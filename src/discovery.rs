//! Subject file discovery
//!
//! Finds matched headband/PSG event tables in a cohort directory laid out as
//! `<root>/<subject>/<recording_dir>/*{headband_suffix,psg_suffix}`.
//! Only complete pairs are returned.

use crate::config::AnalysisConfig;
use crate::error::ComputeError;
use std::fs;
use std::io;
use std::path::{Path, PathBuf};
use tracing::{debug, warn};

/// Matched pair of event tables for one subject
#[derive(Debug, Clone, PartialEq, Eq)]
pub struct SubjectFiles {
    pub subject_id: String,
    pub headband: PathBuf,
    pub psg: PathBuf,
}

/// Subject number from a file name such as `sub-10_task-Sleep_acq-psg_events.tsv`
pub fn subject_id_from_file_name(file_name: &str) -> Option<String> {
    let rest = file_name.strip_prefix("sub-")?;
    let (digits, _) = rest.split_once('_')?;
    if digits.is_empty() || !digits.chars().all(|c| c.is_ascii_digit()) {
        return None;
    }
    Some(digits.to_string())
}

/// Scan `root` for subjects with both event tables present.
///
/// Subjects are returned sorted by directory name. Incomplete pairs are logged
/// and skipped.
pub fn discover_subjects(
    root: &Path,
    config: &AnalysisConfig,
) -> Result<Vec<SubjectFiles>, ComputeError> {
    if !root.is_dir() {
        return Err(ComputeError::input_not_found(
            root,
            io::Error::new(io::ErrorKind::NotFound, "not a directory"),
        ));
    }

    let mut subjects = Vec::new();
    for subject_dir in sorted_entries(root).map_err(|e| ComputeError::input_not_found(root, e))? {
        if !subject_dir.is_dir() {
            continue;
        }

        let recording_dir = subject_dir.join(&config.recording_dir);
        if !recording_dir.is_dir() {
            debug!(dir = %subject_dir.display(), "no recording directory, skipping");
            continue;
        }

        match find_pair(&recording_dir, config) {
            Ok((Some(headband), Some(psg))) => {
                let subject_id = file_name(&headband)
                    .and_then(subject_id_from_file_name)
                    .or_else(|| file_name(&psg).and_then(subject_id_from_file_name))
                    .or_else(|| file_name(&subject_dir).map(str::to_string))
                    .unwrap_or_default();
                subjects.push(SubjectFiles {
                    subject_id,
                    headband,
                    psg,
                });
            }
            Ok((Some(headband), None)) => {
                warn!(file = %headband.display(), "missing PSG file, skipping");
            }
            Ok((None, Some(psg))) => {
                warn!(file = %psg.display(), "missing headband file, skipping");
            }
            Ok((None, None)) => {
                warn!(dir = %recording_dir.display(), "no event files, skipping");
            }
            Err(e) => {
                warn!(dir = %recording_dir.display(), error = %e, "cannot read recording directory, skipping");
            }
        }
    }

    debug!(root = %root.display(), subjects = subjects.len(), "discovery complete");
    Ok(subjects)
}

fn find_pair(
    recording_dir: &Path,
    config: &AnalysisConfig,
) -> io::Result<(Option<PathBuf>, Option<PathBuf>)> {
    let mut headband = None;
    let mut psg = None;

    for path in sorted_entries(recording_dir)? {
        if !path.is_file() {
            continue;
        }
        let Some(name) = file_name(&path) else {
            continue;
        };
        let slot = if name.ends_with(&config.headband_suffix) {
            &mut headband
        } else if name.ends_with(&config.psg_suffix) {
            &mut psg
        } else {
            continue;
        };
        if slot.is_some() {
            warn!(file = %path.display(), "duplicate event file, keeping the first");
            continue;
        }
        *slot = Some(path);
    }

    Ok((headband, psg))
}

fn sorted_entries(dir: &Path) -> io::Result<Vec<PathBuf>> {
    let mut paths = fs::read_dir(dir)?
        .map(|entry| entry.map(|e| e.path()))
        .collect::<io::Result<Vec<_>>>()?;
    paths.sort();
    Ok(paths)
}

fn file_name(path: &Path) -> Option<&str> {
    path.file_name().and_then(|n| n.to_str())
}
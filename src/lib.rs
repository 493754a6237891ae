//! Hypnogram Agreement - scoring engine for automated vs. expert sleep staging
//!
//! Compares automated sleep-stage scores from a wearable headband and from full
//! polysomnography (PSG) against the human-expert consensus, across a cohort of
//! subjects, through a deterministic pipeline: table loading → exclusion filter
//! → quality gate → agreement scoring, with duration metrics and cohort
//! aggregation alongside.
//!
//! ## Modules
//!
//! - **Scoring**: per-subject agreement percentages and data-quality figures
//! - **Cohort**: order-independent reduction into cohort means and totals
//! - **Review**: lookup of one subject's time-aligned series for plotting

pub mod agreement;
pub mod cohort;
pub mod config;
pub mod discovery;
pub mod error;
pub mod filter;
pub mod loader;
pub mod metrics;
pub mod pipeline;
pub mod quality;
pub mod report;
pub mod review;
pub mod types;

pub use cohort::{CohortRun, SubjectFailure};
pub use config::{AnalysisConfig, TotalDurationPolicy};
pub use discovery::{discover_subjects, SubjectFiles};
pub use error::{ComputeError, Misalignment};
pub use pipeline::{evaluate_cohort, AgreementProcessor};
pub use report::{CohortReport, ReportEncoder};
pub use review::{AlignedSeries, SubjectResolver};
pub use types::{Agreement, CohortMean, CohortSummary, EpochTable, StageCode, SubjectResult};

/// Crate version embedded in every report
pub const VERSION: &str = env!("CARGO_PKG_VERSION");

/// Producer name for reports
pub const PRODUCER_NAME: &str = "hypnogram-agreement";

☆ ☆ ☆ ☆ ☆ ☆ ☆

*ABOUT THIS TASK*
Your reply is to repeat, unchanged, the lines above running from the one with "use crate::error::ComputeError;" up to and including the one with "Subject number from".

*EXERCISE RESPONSE*
use crate::error::ComputeError;
use std::fs;
use std::io;
use std::path::{Path, PathBuf};
use tracing::{debug, warn};

/// Matched pair of event tables for one subject
#[derive(Debug, Clone, PartialEq, Eq)]
pub struct SubjectFiles {
    pub subject_id: String,
    pub headband: PathBuf,
    pub psg: PathBuf,
}

/// Subject number from a file name such as `sub-10_task-Sleep_acq-psg_events.tsv`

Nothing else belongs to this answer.